***** MATERIAL TO PROCESS

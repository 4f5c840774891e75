//! Pre-simulation validation and statistical helpers.
//!
//! Coverage between the estimate set and the electoral-vote table is checked
//! once, fatally, before any trial runs: a gap in either direction would
//! silently corrupt the national vote total.

use crate::error::ForecastError;
use crate::region::{ElectoralMap, EstimateSet};

/// Verifies that estimates and the electoral-vote table cover the same
/// regions.
///
/// # Errors
///
/// * [`ForecastError::EmptyRegionSet`]: a mapped region has no estimate (no
///   qualifying polls and no assumption entry).
/// * [`ForecastError::MissingRegionMapping`]: an estimated region has no vote
///   allocation.
pub fn validate_coverage(estimates: &EstimateSet, map: &ElectoralMap) -> Result<(), ForecastError> {
    for (region, _) in map.iter() {
        if !estimates.contains_key(region) {
            return Err(ForecastError::EmptyRegionSet {
                region: region.to_string(),
            });
        }
    }

    for region in estimates.keys() {
        if !map.contains(region) {
            return Err(ForecastError::MissingRegionMapping {
                region: region.clone(),
            });
        }
    }

    Ok(())
}

/// Calculates the Wilson score confidence interval for a proportion.
///
/// The Wilson score interval has better coverage than the normal
/// approximation near 0 and 1 and for small sample sizes, which is exactly
/// where simulated win probabilities live. The CLI reports it next to the
/// point estimate so the probability resolution at a given trial count is
/// visible.
///
/// # Arguments
/// * `wins` - Number of successes (trials won)
/// * `n` - Total number of trials
/// * `z` - Z-score for the confidence level (1.96 for 95%)
///
/// # Returns
/// Tuple of (lower_bound, upper_bound), clamped to [0, 1].
#[must_use]
pub fn wilson_ci(wins: u64, n: u64, z: f64) -> (f64, f64) {
    if n == 0 {
        return (0.0, 0.0);
    }

    let n_f = n as f64;
    let p = wins as f64 / n_f;
    let z_sq = z * z;

    let denominator = 1.0 + z_sq / n_f;
    let center = p + z_sq / (2.0 * n_f);

    // Under the square root: p(1-p)/n + z^2/(4n^2)
    let variance_term = p * (1.0 - p) / n_f;
    let correction_term = z_sq / (4.0 * n_f * n_f);
    let spread = z * (variance_term + correction_term).sqrt();

    let lower = (center - spread) / denominator;
    let upper = (center + spread) / denominator;

    (lower.max(0.0), upper.min(1.0))
}
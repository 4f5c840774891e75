//! Poll weighting: exponential recency decay scaled by pollster quality.

use chrono::NaiveDate;
use electcast_core::WeightingConfig;

/// Computes the weight of one poll observation against a reference date.
///
/// `age_factor = 0.5 ^ (days / half_life_days)` where `days` is the elapsed
/// time from observation to reference. A future-dated observation has negative
/// elapsed days and therefore an age factor above 1; that is deliberate and
/// not clamped, so a run over future-dated input reflects the input as given.
///
/// `quality_factor = source_quality / max_grade`, linear in the grade. Grades
/// outside the input domain are not rejected here; range validation belongs
/// to ingestion.
#[must_use]
pub fn poll_weight(
    observation_date: NaiveDate,
    source_quality: f64,
    reference_date: NaiveDate,
    params: &WeightingConfig,
) -> f64 {
    let days_passed = (reference_date - observation_date).num_days() as f64;
    let age_factor = 0.5_f64.powf(days_passed / params.half_life_days);
    let quality_factor = source_quality / params.max_grade;
    age_factor * quality_factor
}
pub mod aggregate;
pub mod overlay;
pub mod weight;

pub use aggregate::{AggregationMode, Aggregator};
pub use overlay::AssumptionOverlay;
pub use weight::poll_weight;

**********

TASK DIRECTIONS – Every line in the data above that contains the word "where" should be copied.

RESPONSE TO THIS TASK –
/// where simulated win probabilities live. The CLI reports it next to the
/// `age_factor = 0.5 ^ (days / half_life_days)` where `days` is the elapsed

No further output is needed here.